_Stored data_

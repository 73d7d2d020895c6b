//! Structured logging using the tracing crate
//!
//! ## Environment Variables
//!
//! - `LOG_LEVEL`: ERROR, WARN, INFO, DEBUG or TRACE (default INFO)
//! - `LOG_FORMAT`: `json` for log aggregation, `pretty` for development,
//!   `compact` for terminals (default json)
//! - `LOG_SPANS`: `true` to emit span open/close events (default false)
//! - `RUST_LOG`: full filter override in env_logger syntax
//!
//! ```bash
//! LOG_FORMAT=pretty LOG_LEVEL=DEBUG ./teamsheet-bot run
//! ```

use std::env;
use std::str::FromStr;
use tracing::Level;
use tracing_subscriber::filter::Directive;
use tracing_subscriber::fmt::format::FmtSpan;
use tracing_subscriber::{fmt, prelude::*, EnvFilter};

/// Log output format options
#[derive(Debug, Clone, Copy, PartialEq, Eq)]
pub enum LogFormat {
    /// Machine-readable JSON lines
    Json,
    /// Multi-line, colored
    Pretty,
    /// Single-line, colored
    Compact,
}

impl LogFormat {
    /// Parse log format from string; anything unknown means JSON
    pub fn parse(s: &str) -> Self {
        match s.trim().to_lowercase().as_str() {
            "pretty" => LogFormat::Pretty,
            "compact" => LogFormat::Compact,
            _ => LogFormat::Json,
        }
    }
}

/// Parse a `LOG_LEVEL` value; anything unknown means INFO
pub fn parse_level(s: &str) -> Level {
    match s.trim().to_uppercase().as_str() {
        "ERROR" => Level::ERROR,
        "WARN" => Level::WARN,
        "DEBUG" => Level::DEBUG,
        "TRACE" => Level::TRACE,
        _ => Level::INFO,
    }
}

/// Parse a `LOG_SPANS` value; only "true" (any case) enables span events
pub fn parse_span_flag(s: &str) -> bool {
    s.trim().eq_ignore_ascii_case("true")
}

fn span_events(include_spans: bool) -> FmtSpan {
    if include_spans {
        FmtSpan::NEW | FmtSpan::CLOSE
    } else {
        FmtSpan::NONE
    }
}

fn quiet(directive: &str) -> Directive {
    Directive::from_str(directive).expect("static directive")
}

/// Initialize logging with manual configuration
pub fn init_logging(level: Level, format: LogFormat, include_spans: bool) {
    let filter = match env::var("RUST_LOG") {
        Ok(rust_log) => EnvFilter::new(rust_log),
        Err(_) => EnvFilter::new(level.to_string())
            .add_directive(quiet("hyper=warn"))
            .add_directive(quiet("warp=warn"))
            .add_directive(quiet("reqwest=warn"))
            .add_directive(quiet("rustls=warn")),
    };

    let subscriber = tracing_subscriber::registry().with(filter);
    let spans = span_events(include_spans);

    match format {
        LogFormat::Json => {
            subscriber
                .with(fmt::layer().json().with_span_events(spans))
                .init();
        }
        LogFormat::Pretty => {
            subscriber
                .with(fmt::layer().pretty().with_ansi(true).with_span_events(spans))
                .init();
        }
        LogFormat::Compact => {
            subscriber
                .with(
                    fmt::layer()
                        .compact()
                        .with_ansi(true)
                        .with_target(false)
                        .with_span_events(spans),
                )
                .init();
        }
    }
}

/// Initialize logging from environment variables
pub fn init_default_logging() {
    let level = parse_level(&env::var("LOG_LEVEL").unwrap_or_default());
    let format = LogFormat::parse(&env::var("LOG_FORMAT").unwrap_or_default());
    let include_spans = parse_span_flag(&env::var("LOG_SPANS").unwrap_or_default());

    init_logging(level, format, include_spans);
}

/// Create a span around handling one webhook update
#[macro_export]
macro_rules! update_span {
    ($($field:tt)*) => {
        tracing::info_span!("webhook_update", $($field)*)
    };
}

/// Create a span around a spreadsheet write
#[macro_export]
macro_rules! sheet_span {
    ($($field:tt)*) => {
        tracing::info_span!("sheet_write", $($field)*)
    };
}

pub use {sheet_span, update_span};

_Exercise requirements_
Where a line in the records above contains the word "unknown", copy that line.

_Result for this task_
    /// Parse log format from string; anything unknown means JSON
/// Parse a `LOG_LEVEL` value; anything unknown means INFO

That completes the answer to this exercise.